Opinion
Civ. No. 2784.
January 28, 1919.
MOTION to dismiss an appeal from a judgment of the Superior Court of Los Angeles County. Wm. D. Dehy, Judge. Denied.
The facts are stated in the opinion of the court.
Jensen Jensen for Appellants.
Warren E. Libby for Respondent.
The first ground of the motion is that the notice of appeal was not served upon respondent's attorney, and that no undertaking on appeal was filed within five days from the filing of the notice of appeal. The motion cannot be sustained upon the ground stated. Under the alternative method of taking an appeal, provided by sections 941a, 941b and 941c of the Code of Civil Procedure, it was sufficient to file the notice of appeal, without serving it upon the respondent or his attorney, and without filing any undertaking on appeal. It is only for the purpose of obtaining a stay of proceedings that an appellant must file an undertaking, which is to be done in accordance with those sections of the code which provide for stay bonds. ( Chung Sing v. Southern Pac. Co., 178 Cal. 261, [ 172 P. 1103]; Lang v. Lilley and Thurston Co., 161 Cal. 295, [ 119 P. 100].)

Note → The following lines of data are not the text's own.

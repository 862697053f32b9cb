//! Server Implementation
//!
//! HTTP server startup and lifecycle

use crate::core::{Config, Result, ServerState};

/// HTTP Server
pub struct Server {
    config: Config,
    state: Option<ServerState>,
}

impl Server {
    pub fn new(config: Config) -> Self {
        Self {
            config,
            state: None,
        }
    }

    /// Create server with existing state (for tests or shared setup)
    pub fn with_state(config: Config, state: ServerState) -> Self {
        Self {
            config,
            state: Some(state),
        }
    }

    pub async fn run(&self) -> Result<()> {
        // Create application state if not provided
        let state = match &self.state {
            Some(s) => s.clone(),
            None => ServerState::initialize(&self.config).await?,
        };

        let app = crate::api::build_app(state);

        let addr = std::net::SocketAddr::from(([0, 0, 0, 0], self.config.http_port));
        let listener = tokio::net::TcpListener::bind(addr).await?;
        tracing::info!("Galley server listening on {}", addr);

        let shutdown = async {
            let _ = tokio::signal::ctrl_c().await;
            tracing::info!("Shutting down...");
        };

        axum::serve(listener, app)
            .with_graceful_shutdown(shutdown)
            .await?;

        Ok(())
    }
}
//! Image API handlers
//!
//! Uploads arrive as multipart form data under a `file` field. Storage
//! itself (validation, compression, deduplication) lives behind the
//! [`ImageStorage`](crate::services::ImageStorage) gateway; handlers
//! only shuttle bytes in and out.

use axum::Json;
use axum::extract::{Multipart, Path, Query, State};
use axum::http::header;
use axum::response::{IntoResponse, Response};
use serde::{Deserialize, Serialize};

use shared::error::{ApiResponse, AppError, AppResult, ErrorCode};

use crate::core::ServerState;

/// Upload response
#[derive(Debug, Serialize)]
pub struct UploadResponse {
    pub file_name: String,
    pub original_name: String,
    pub size: usize,
    pub url: String,
}

/// Query for `PUT /images/update`
#[derive(Debug, Deserialize)]
pub struct UpdateQuery {
    /// File name of the image being replaced
    pub existing: String,
}

/// Pull the `file` field out of a multipart request
async fn read_multipart_file(mut multipart: Multipart) -> AppResult<(Vec<u8>, String)> {
    let mut field_data: Option<Vec<u8>> = None;
    let mut original_name: Option<String> = None;

    while let Some(field) = multipart.next_field().await.map_err(|e| {
        AppError::validation(format!("Invalid multipart request: {}", e))
    })? {
        let name = field.name().map(|s| s.to_string());
        if name.as_deref() == Some("file") || name.as_deref() == Some("") {
            original_name = field.file_name().map(|s| s.to_string());
            field_data = Some(
                field
                    .bytes()
                    .await
                    .map_err(|e| AppError::validation(format!("Multipart error: {}", e)))?
                    .to_vec(),
            );
            break;
        }
    }

    let data = field_data.ok_or_else(|| {
        AppError::with_message(
            ErrorCode::NoFileProvided,
            "No 'file' field found. Field name must be 'file'",
        )
    })?;

    let original_name = original_name.ok_or_else(|| AppError::new(ErrorCode::NoFilename))?;

    Ok((data, original_name))
}

/// POST /images/upload
pub async fn upload(
    State(state): State<ServerState>,
    multipart: Multipart,
) -> AppResult<Json<UploadResponse>> {
    let (data, original_name) = read_multipart_file(multipart).await?;

    let stored = state.image_storage.upload(&data, &original_name).await?;

    Ok(Json(UploadResponse {
        file_name: stored.file_name,
        original_name,
        size: stored.size,
        url: stored.url,
    }))
}

/// PUT /images/update?existing=...
pub async fn update(
    State(state): State<ServerState>,
    Query(query): Query<UpdateQuery>,
    multipart: Multipart,
) -> AppResult<Json<UploadResponse>> {
    let (data, original_name) = read_multipart_file(multipart).await?;

    let stored = state
        .image_storage
        .replace(&data, &original_name, &query.existing)
        .await?;

    Ok(Json(UploadResponse {
        file_name: stored.file_name,
        original_name,
        size: stored.size,
        url: stored.url,
    }))
}

/// DELETE /images/delete/{file_name}
pub async fn remove(
    State(state): State<ServerState>,
    Path(file_name): Path<String>,
) -> AppResult<Json<ApiResponse<()>>> {
    state.image_storage.delete(&file_name).await?;
    Ok(Json(ApiResponse::ok()))
}

/// GET /api/image/{file_name}
pub async fn serve(
    State(state): State<ServerState>,
    Path(file_name): Path<String>,
) -> AppResult<Response> {
    let data = state.image_storage.load(&file_name).await?;

    let mime = mime_guess::from_path(&file_name)
        .first_or_octet_stream()
        .to_string();

    Ok(([(header::CONTENT_TYPE, mime)], data).into_response())
}
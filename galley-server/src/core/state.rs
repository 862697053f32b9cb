//! Server state
//!
//! [`ServerState`] holds the shared handles every request handler
//! needs: configuration, the embedded database, the image store
//! gateway, the id source, and the expiry service. Cloning is shallow;
//! all heavy members sit behind `Arc` or are internally shared.

use std::path::PathBuf;
use std::sync::Arc;

use surrealdb::Surreal;
use surrealdb::engine::local::Db;

use shared::error::AppError;

use crate::core::Config;
use crate::db::DbService;
use crate::services::{ExpiryService, ImageStorage, LocalImageStorage};
use crate::utils::{IdSource, UuidSource};

#[derive(Clone)]
pub struct ServerState {
    pub config: Config,
    /// Embedded database (SurrealDB)
    pub db: Surreal<Db>,
    /// Image store gateway
    pub image_storage: Arc<dyn ImageStorage>,
    /// Identifier source shared by repositories and services
    pub ids: Arc<dyn IdSource>,
    /// Expiry evaluation / cascade / sale recording
    pub expiry: ExpiryService,
}

impl ServerState {
    /// Initialize state for the production binary: create the work
    /// directory tree and open the on-disk database
    pub async fn initialize(config: &Config) -> Result<Self, AppError> {
        config
            .ensure_work_dir_structure()
            .map_err(|e| AppError::internal(format!("Failed to create work directory: {}", e)))?;

        let db_service = DbService::new(&config.database_dir().join("galley.db")).await?;
        Ok(Self::with_db(config.clone(), db_service.db))
    }

    /// Build state around an already opened database
    ///
    /// Tests pair this with [`DbService::new_memory`] and a temp work
    /// directory.
    pub fn with_db(config: Config, db: Surreal<Db>) -> Self {
        let ids: Arc<dyn IdSource> = Arc::new(UuidSource);
        let image_storage: Arc<dyn ImageStorage> = Arc::new(LocalImageStorage::new(
            PathBuf::from(&config.work_dir),
            ids.clone(),
        ));
        let expiry = ExpiryService::new(
            db.clone(),
            ids.clone(),
            config.store_timeout(),
            config.cascade_on_consume,
        );

        Self {
            config,
            db,
            image_storage,
            ids,
            expiry,
        }
    }

    /// Get a database handle (shallow clone)
    pub fn get_db(&self) -> Surreal<Db> {
        self.db.clone()
    }

    pub fn work_dir(&self) -> PathBuf {
        PathBuf::from(&self.config.work_dir)
    }
}
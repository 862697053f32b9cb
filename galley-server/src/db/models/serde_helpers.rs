//! Common serde helpers for SurrealDB record ids
//!
//! Record ids arrive in two shapes:
//! - string form "table:id" (from API JSON)
//! - SurrealDB native form (from the database)

use serde::{Deserialize, Deserializer, Serializer};
use surrealdb::RecordId;

/// Accepts both the string and native RecordId formats
#[derive(Debug, Clone)]
struct FlexibleRecordId(RecordId);

impl<'de> Deserialize<'de> for FlexibleRecordId {
    fn deserialize<D>(deserializer: D) -> Result<Self, D::Error>
    where
        D: Deserializer<'de>,
    {
        use serde::de::{self, Visitor};
        use std::fmt;

        struct FlexibleVisitor;

        impl<'de> Visitor<'de> for FlexibleVisitor {
            type Value = FlexibleRecordId;

            fn expecting(&self, formatter: &mut fmt::Formatter) -> fmt::Result {
                formatter.write_str("a string 'table:id' or RecordId")
            }

            fn visit_str<E>(self, value: &str) -> Result<Self::Value, E>
            where
                E: de::Error,
            {
                value
                    .parse::<RecordId>()
                    .map(FlexibleRecordId)
                    .map_err(|_| de::Error::custom(format!("invalid RecordId: {}", value)))
            }

            fn visit_map<M>(self, map: M) -> Result<Self::Value, M::Error>
            where
                M: de::MapAccess<'de>,
            {
                // Delegate to the native RecordId deserializer
                RecordId::deserialize(de::value::MapAccessDeserializer::new(map))
                    .map(FlexibleRecordId)
            }
        }

        deserializer.deserialize_any(FlexibleVisitor)
    }
}

/// RecordId serialization as "table:id" string
pub mod record_id {
    use super::*;

    pub fn serialize<S>(id: &RecordId, s: S) -> Result<S::Ok, S::Error>
    where
        S: Serializer,
    {
        s.serialize_str(&id.to_string())
    }

    pub fn deserialize<'de, D>(d: D) -> Result<RecordId, D::Error>
    where
        D: Deserializer<'de>,
    {
        FlexibleRecordId::deserialize(d).map(|f| f.0)
    }
}

/// Option<RecordId> serialization
pub mod option_record_id {
    use super::*;

    pub fn serialize<S>(id: &Option<RecordId>, s: S) -> Result<S::Ok, S::Error>
    where
        S: Serializer,
    {
        match id {
            Some(id) => s.serialize_some(&id.to_string()),
            None => s.serialize_none(),
        }
    }

    pub fn deserialize<'de, D>(d: D) -> Result<Option<RecordId>, D::Error>
    where
        D: Deserializer<'de>,
    {
        Option::<FlexibleRecordId>::deserialize(d).map(|opt| opt.map(|f| f.0))
    }
}
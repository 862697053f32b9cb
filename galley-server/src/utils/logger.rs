//! Logging Infrastructure
//!
//! Structured logging setup with support for both development and production environments.

use std::path::Path;

/// Initialize the logger
pub fn init_logger() {
    init_logger_with_file(None, None);
}

/// Initialize the logger with optional file output
pub fn init_logger_with_file(log_level: Option<&str>, log_dir: Option<&str>) {
    let level = log_level.unwrap_or("info");

    let subscriber = tracing_subscriber::fmt()
        .with_max_level(level.parse().unwrap_or(tracing::Level::INFO))
        .with_file(false)
        .with_line_number(false)
        .with_thread_ids(false)
        .with_target(false);

    // Add file output if log_dir is provided
    if let Some(dir) = log_dir {
        let log_path = Path::new(dir);
        if log_path.exists()
            && let Some(dir_str) = log_path.to_str()
        {
            let file_appender = tracing_appender::rolling::daily(dir_str, "galley-server");
            subscriber.with_writer(file_appender).init();
            return;
        }
    }

    subscriber.init();
}
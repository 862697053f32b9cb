//! Product model
//!
//! A product is a single physical unit tracked from intake to exit.
//! Units taken in together share a `lot_name`; expiry handling treats
//! the lot as the cascade boundary.

use chrono::NaiveDate;
use serde::{Deserialize, Serialize};
use surrealdb::RecordId;

use super::serde_helpers;

/// Lifecycle status of a stored product
#[derive(Debug, Clone, Copy, PartialEq, Eq, Default, Serialize, Deserialize)]
#[serde(rename_all = "SCREAMING_SNAKE_CASE")]
pub enum ProductStatus {
    /// Sellable, expiry not yet crossed
    #[default]
    Active,
    /// Past expiry, excluded from sale
    Expired,
}

/// Product record
#[derive(Debug, Clone, Serialize, Deserialize)]
pub struct Product {
    #[serde(
        default,
        with = "serde_helpers::option_record_id",
        skip_serializing_if = "Option::is_none"
    )]
    pub id: Option<RecordId>,
    /// Catalog code, shared by units of the same article
    pub product_code: String,
    pub name: String,
    /// Intake batch this unit belongs to
    pub lot_name: String,
    pub expiry_date: NaiveDate,
    pub quantity: u32,
    /// Serving URL of the associated image, if one was uploaded
    #[serde(default, skip_serializing_if = "Option::is_none")]
    pub image_url: Option<String>,
    #[serde(default)]
    pub status: ProductStatus,
}

impl Product {
    /// Plain record key (without the table prefix), empty if unsaved
    pub fn key(&self) -> String {
        self.id
            .as_ref()
            .map(|id| id.key().to_string())
            .unwrap_or_default()
    }
}

/// Payload for inserting a new product
#[derive(Debug, Clone, Deserialize)]
pub struct ProductCreate {
    pub product_code: String,
    pub name: String,
    pub lot_name: String,
    pub expiry_date: NaiveDate,
    pub quantity: u32,
    #[serde(default)]
    pub image_url: Option<String>,
    #[serde(default)]
    pub status: Option<ProductStatus>,
}

#[cfg(test)]
mod tests {
    use super::*;

    #[test]
    fn test_status_serialization() {
        assert_eq!(
            serde_json::to_string(&ProductStatus::Active).unwrap(),
            "\"ACTIVE\""
        );
        assert_eq!(
            serde_json::to_string(&ProductStatus::Expired).unwrap(),
            "\"EXPIRED\""
        );
    }

    #[test]
    fn test_status_defaults_to_active() {
        let json = r#"{
            "product_code": "P-001",
            "name": "Orange juice",
            "lot_name": "L-2026-01",
            "expiry_date": "2026-09-15",
            "quantity": 12
        }"#;
        let product: Product = serde_json::from_str(json).unwrap();
        assert_eq!(product.status, ProductStatus::Active);
        assert!(product.id.is_none());
        assert!(product.image_url.is_none());
    }

    #[test]
    fn test_record_id_round_trip() {
        let json = r#"{
            "id": "product:abc123",
            "product_code": "P-001",
            "name": "Orange juice",
            "lot_name": "L-2026-01",
            "expiry_date": "2026-09-15",
            "quantity": 12,
            "status": "EXPIRED"
        }"#;
        let product: Product = serde_json::from_str(json).unwrap();
        assert_eq!(product.key(), "abc123");
        assert_eq!(product.status, ProductStatus::Expired);

        let out = serde_json::to_string(&product).unwrap();
        assert!(out.contains("\"product:abc123\""));
    }
}
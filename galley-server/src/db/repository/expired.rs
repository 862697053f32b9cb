//! Expired-stock register repository

use std::sync::Arc;

use chrono::{DateTime, Utc};
use serde::Deserialize;
use surrealdb::{RecordId, Surreal};
use surrealdb::engine::local::Db;

use super::{BaseRepository, RepoResult};
use crate::db::models::ExpiredRecord;
use crate::utils::IdSource;

const TABLE: &str = "expired_record";

#[derive(Clone)]
pub struct ExpiredRecordRepository {
    base: BaseRepository,
    ids: Arc<dyn IdSource>,
}

#[derive(Debug, Deserialize)]
struct CountRow {
    count: usize,
}

impl ExpiredRecordRepository {
    pub fn new(db: Surreal<Db>, ids: Arc<dyn IdSource>) -> Self {
        Self {
            base: BaseRepository::new(db),
            ids,
        }
    }

    /// Find the register entry for a product, if one exists
    pub async fn find_by_product(&self, product: &RecordId) -> RepoResult<Option<ExpiredRecord>> {
        let product_owned = product.clone();
        let mut result = self
            .base
            .db()
            .query("SELECT * FROM expired_record WHERE product = $product LIMIT 1")
            .bind(("product", product_owned))
            .await?;
        let records: Vec<ExpiredRecord> = result.take(0)?;
        Ok(records.into_iter().next())
    }

    /// Register a product as expired, at most once
    ///
    /// If an entry for the product already exists it is returned
    /// unchanged. A lost race against a concurrent insert trips the
    /// unique index on `product`; that case re-reads and returns the
    /// winner's entry instead of surfacing the index error.
    pub async fn create_for(
        &self,
        product: &RecordId,
        recorded_at: DateTime<Utc>,
    ) -> RepoResult<ExpiredRecord> {
        if let Some(existing) = self.find_by_product(product).await? {
            return Ok(existing);
        }

        let record = ExpiredRecord {
            id: None,
            product: product.clone(),
            recorded_at,
        };

        let key = self.ids.next_id();
        let created: Result<Option<ExpiredRecord>, surrealdb::Error> =
            self.base.db().create((TABLE, key)).content(record).await;

        match created {
            Ok(Some(record)) => Ok(record),
            Ok(None) => match self.find_by_product(product).await? {
                Some(existing) => Ok(existing),
                None => Err(super::RepoError::Database(
                    "Failed to create expired record".to_string(),
                )),
            },
            Err(e) => match self.find_by_product(product).await? {
                Some(existing) => Ok(existing),
                None => Err(e.into()),
            },
        }
    }

    /// Find all register entries
    pub async fn find_all(&self) -> RepoResult<Vec<ExpiredRecord>> {
        let records: Vec<ExpiredRecord> = self.base.db().select(TABLE).await?;
        Ok(records)
    }

    /// Count register entries
    pub async fn count(&self) -> RepoResult<usize> {
        let mut result = self
            .base
            .db()
            .query("SELECT count() AS count FROM expired_record GROUP ALL")
            .await?;
        let rows: Vec<CountRow> = result.take(0)?;
        Ok(rows.into_iter().next().map(|r| r.count).unwrap_or(0))
    }
}
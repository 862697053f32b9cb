//! Server-level error type

use shared::error::AppError;
use thiserror::Error;

#[derive(Debug, Error)]
pub enum ServerError {
    #[error("IO error: {0}")]
    Io(#[from] std::io::Error),

    #[error(transparent)]
    App(#[from] AppError),

    #[error("Internal error: {0}")]
    Internal(#[from] anyhow::Error),
}

pub type Result<T> = std::result::Result<T, ServerError>;
//! Health check route
//!
//! | Path | Method | Auth |
//! |------|--------|------|
//! | /health | GET | none |

use axum::{Json, Router, extract::State, routing::get};
use serde::Serialize;

use crate::core::ServerState;

pub fn router() -> Router<ServerState> {
    Router::new().route("/health", get(health))
}

#[derive(Serialize)]
pub struct HealthResponse {
    /// Status (ok | degraded)
    status: &'static str,
    version: &'static str,
    /// Database reachability
    database: &'static str,
}

pub async fn health(State(state): State<ServerState>) -> Json<HealthResponse> {
    // A trivial query doubles as a database liveness probe
    let database = match state.db.query("RETURN 1").await {
        Ok(_) => "ok",
        Err(e) => {
            tracing::warn!(error = %e, "Health check database probe failed");
            "error"
        }
    };

    Json(HealthResponse {
        status: if database == "ok" { "ok" } else { "degraded" },
        version: env!("CARGO_PKG_VERSION"),
        database,
    })
}
//! The Chesed Machine fetch service
//!
//! ## Usage
//!
//! ```bash
//! # Serve POST/GET /fetch-ideas for the widget or a webhook
//! chesed-fetch serve --bind 0.0.0.0:8787
//!
//! # Refresh once and exit (for cron and other schedulers)
//! chesed-fetch run
//! ```

use std::net::SocketAddr;
use std::sync::Arc;

use anyhow::Result;
use chesed_core::{refresh_idea_components, RestStore, SharedStore, SheetsClient};
use chesed_fetch::config::FetchConfig;
use chesed_fetch::{create_router, AppState};
use clap::{Parser, Subcommand};

/// The Chesed Machine - spreadsheet to store refresh
#[derive(Parser)]
#[command(name = "chesed-fetch")]
#[command(version = "0.1.0")]
#[command(about = "Refresh the Chesed Machine idea lists from the source spreadsheet")]
struct Cli {
    /// Increase verbosity (-v, -vv, -vvv)
    #[arg(short, long, action = clap::ArgAction::Count, global = true)]
    verbose: u8,

    #[command(subcommand)]
    command: Commands,
}

#[derive(Subcommand)]
enum Commands {
    /// Serve the refresh endpoint over HTTP
    Serve {
        /// Address to bind (overrides CHESED_BIND_ADDR)
        #[arg(short, long)]
        bind: Option<SocketAddr>,
    },

    /// Refresh once and exit
    Run,
}

#[tokio::main]
async fn main() -> Result<()> {
    let cli = Cli::parse();

    setup_logging(cli.verbose);

    let config = FetchConfig::from_env()?;
    let sheets = Arc::new(SheetsClient::new(config.sheets.clone()));
    let store: SharedStore = Arc::new(RestStore::new(config.store_url.clone(), config.store_key.clone()));

    match cli.command {
        Commands::Serve { bind } => {
            let addr = bind.unwrap_or(config.bind_addr);
            let app = create_router(AppState { sheets, store });

            let listener = tokio::net::TcpListener::bind(addr).await?;
            tracing::info!("Fetch service listening on {}", addr);
            axum::serve(listener, app).await?;
        }

        Commands::Run => {
            let components = refresh_idea_components(&sheets, store.as_ref()).await?;
            println!(
                "Ideas updated: {} what, {} whom, {} when",
                components.what.len(),
                components.whom.len(),
                components.when_to.len()
            );
        }
    }

    Ok(())
}

fn setup_logging(verbosity: u8) {
    let filter = match verbosity {
        0 => "info",
        1 => "debug",
        _ => "trace",
    };

    tracing_subscriber::fmt()
        .with_env_filter(
            tracing_subscriber::EnvFilter::try_from_default_env()
                .unwrap_or_else(|_| tracing_subscriber::EnvFilter::new(filter)),
        )
        .init();
}
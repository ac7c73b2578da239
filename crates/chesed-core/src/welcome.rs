//! First-visit gate for the welcome overlay.

use crate::error::ChesedResult;
use crate::storage::Storage;

/// Flag key marking that this device has already seen the welcome overlay.
pub const VISITED_FLAG: &str = "hasVisitedChessedMachine";

/// Decides whether the welcome overlay opens on its own.
#[derive(Clone)]
pub struct WelcomeGate {
    storage: Storage,
}

impl WelcomeGate {
    pub fn new(storage: Storage) -> Self {
        Self { storage }
    }

    /// `true` exactly once per device; marks the device as visited when it is.
    pub fn check_first_visit(&self) -> ChesedResult<bool> {
        if self.storage.flag(VISITED_FLAG)? {
            return Ok(false);
        }
        self.storage.set_flag(VISITED_FLAG, true)?;
        tracing::info!("First visit; showing welcome");
        Ok(true)
    }
}

#[cfg(test)]
mod tests {
    use super::*;
    use tempfile::TempDir;

    #[test]
    fn test_first_visit_only_once() {
        let temp_dir = TempDir::new().unwrap();
        let gate = WelcomeGate::new(Storage::in_dir(temp_dir.path()).unwrap());

        assert!(gate.check_first_visit().unwrap());
        assert!(!gate.check_first_visit().unwrap());
    }

    #[test]
    fn test_visit_remembered_after_restart() {
        let temp_dir = TempDir::new().unwrap();
        {
            let gate = WelcomeGate::new(Storage::in_dir(temp_dir.path()).unwrap());
            assert!(gate.check_first_visit().unwrap());
        }
        let gate = WelcomeGate::new(Storage::in_dir(temp_dir.path()).unwrap());
        assert!(!gate.check_first_visit().unwrap());
    }
}
//! Integration tests for the fetch endpoint.

use std::sync::Arc;

use chesed_core::{IdeaStore, MemoryStore, SheetsClient, SheetsConfig};
use httpmock::prelude::*;
use reqwest::Client;
use serde_json::{json, Value};

use crate::{create_router, AppState};

/// Test fixture: the endpoint served on a random port, a mock spreadsheet
/// API and an in-memory store.
struct TestFixture {
    client: Client,
    base_url: String,
    sheets_api: MockServer,
    store: Arc<MemoryStore>,
}

impl TestFixture {
    async fn new() -> Self {
        let sheets_api = MockServer::start_async().await;
        let sheets = SheetsClient::new(SheetsConfig {
            base_url: sheets_api.base_url(),
            sheet_id: "sheet-1".to_string(),
            ..SheetsConfig::new("test-key")
        });
        let store = Arc::new(MemoryStore::new());

        let app = create_router(AppState {
            sheets: Arc::new(sheets),
            store: store.clone(),
        });

        // Bind to random port
        let listener = tokio::net::TcpListener::bind("127.0.0.1:0")
            .await
            .expect("Failed to bind");
        let addr = listener.local_addr().expect("Failed to get addr");

        tokio::spawn(async move {
            axum::serve(listener, app).await.unwrap();
        });

        TestFixture {
            client: Client::new(),
            base_url: format!("http://{}", addr),
            sheets_api,
            store,
        }
    }

    fn url(&self, path: &str) -> String {
        format!("{}{}", self.base_url, path)
    }
}

#[tokio::test]
async fn test_health_check() {
    let fixture = TestFixture::new().await;

    let response = fixture.client.get(fixture.url("/health")).send().await.unwrap();

    assert_eq!(response.status(), 200);
    assert_eq!(response.text().await.unwrap(), "OK");
}

#[tokio::test]
async fn test_fetch_ideas_updates_store() {
    let fixture = TestFixture::new().await;
    fixture
        .sheets_api
        .mock_async(|when, then| {
            when.method(GET)
                .path("/v4/spreadsheets/sheet-1/values/A2:C1000")
                .query_param("key", "test-key");
            then.status(200).json_body(json!({
                "values": [["Visit", "a neighbor", "today"], ["Bake", "your teacher", ""]]
            }));
        })
        .await;

    let response = fixture.client.post(fixture.url("/fetch-ideas")).send().await.unwrap();

    assert_eq!(response.status(), 200);
    assert_eq!(
        response.headers().get("access-control-allow-origin").unwrap(),
        "*"
    );
    let body: Value = response.json().await.unwrap();
    assert_eq!(body, json!({ "success": true, "message": "Ideas updated successfully" }));

    let stored = fixture.store.fetch_idea_components().await.unwrap().unwrap();
    assert_eq!(stored.what, vec!["Visit", "Bake"]);
    assert_eq!(stored.whom, vec!["a neighbor", "your teacher"]);
    assert_eq!(stored.when_to, vec!["today"]);
}

#[tokio::test]
async fn test_fetch_ideas_reports_missing_values() {
    let fixture = TestFixture::new().await;
    fixture
        .sheets_api
        .mock_async(|when, then| {
            when.method(GET).path("/v4/spreadsheets/sheet-1/values/A2:C1000");
            then.status(200).json_body(json!({ "range": "Sheet1!A2:C1000" }));
        })
        .await;

    let response = fixture.client.get(fixture.url("/fetch-ideas")).send().await.unwrap();

    assert_eq!(response.status(), 500);
    let body: Value = response.json().await.unwrap();
    assert!(body["error"].as_str().unwrap().contains("No data found in sheet"));
    assert!(fixture.store.fetch_idea_components().await.unwrap().is_none());
}

#[tokio::test]
async fn test_fetch_ideas_reports_sheets_failure() {
    let fixture = TestFixture::new().await;
    fixture
        .sheets_api
        .mock_async(|when, then| {
            when.method(GET).path("/v4/spreadsheets/sheet-1/values/A2:C1000");
            then.status(403).body("API key not valid");
        })
        .await;

    let response = fixture.client.post(fixture.url("/fetch-ideas")).send().await.unwrap();

    assert_eq!(response.status(), 500);
    let body: Value = response.json().await.unwrap();
    assert!(body["error"].as_str().unwrap().contains("403"));
}

#[tokio::test]
async fn test_options_only_returns_cors_headers() {
    let fixture = TestFixture::new().await;
    let sheets = fixture
        .sheets_api
        .mock_async(|when, then| {
            when.method(GET);
            then.status(200).json_body(json!({ "values": [] }));
        })
        .await;

    let response = fixture
        .client
        .request(reqwest::Method::OPTIONS, fixture.url("/fetch-ideas"))
        .header("origin", "https://widget.example")
        .header("access-control-request-method", "POST")
        .header("access-control-request-headers", "apikey, content-type")
        .send()
        .await
        .unwrap();

    assert_eq!(response.status(), 200);
    assert_eq!(
        response.headers().get("access-control-allow-origin").unwrap(),
        "*"
    );
    let allowed = response
        .headers()
        .get("access-control-allow-headers")
        .unwrap()
        .to_str()
        .unwrap()
        .to_string();
    assert!(allowed.contains("apikey"));
    assert!(allowed.contains("x-client-info"));
    assert_eq!(sheets.hits_async().await, 0);
}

The second ground of the motion is that no request for a clerk's transcript, or notice or demand for such transcript, was filed with the clerk of the lower court within ten days after the service, on appellant 's attorneys, of notice of entry of judgment, no proceeding on motion for new trial being pending. Counsel makes this contention on the theory that the provisions of section 953a of the Code of Civil Procedure (referring to appellant's duty to file with the clerk a request for "a transcript of the testimony," etc., when he desires to obtain such transcript), apply to the matter of obtaining a copy of the notice of appeal and of the judgment-roll. But that theory is unsound. The fact that, before respondent gave notice of motion to dismiss, appellant had filed in this court a typewritten clerk's transcript, duly certified, and containing the notice of appeal and the judgment-roll, is a sufficient answer to this part of the motion. (Rule V, [176 Pac. ix].) The typewritten transcript is sufficient. ( Beckett v. Stuart, 35 Cal.App. 796, [ 171 P. 107].) By this we are not to be understood as declaring that appellant need not print in his brief, or a supplement thereto, such portions of the record as he desires to call to the attention of the court. (Code Civ. Proc., sec. 953c.)
The motion is denied.
James, J., and Myers, J., pro tem., concurred.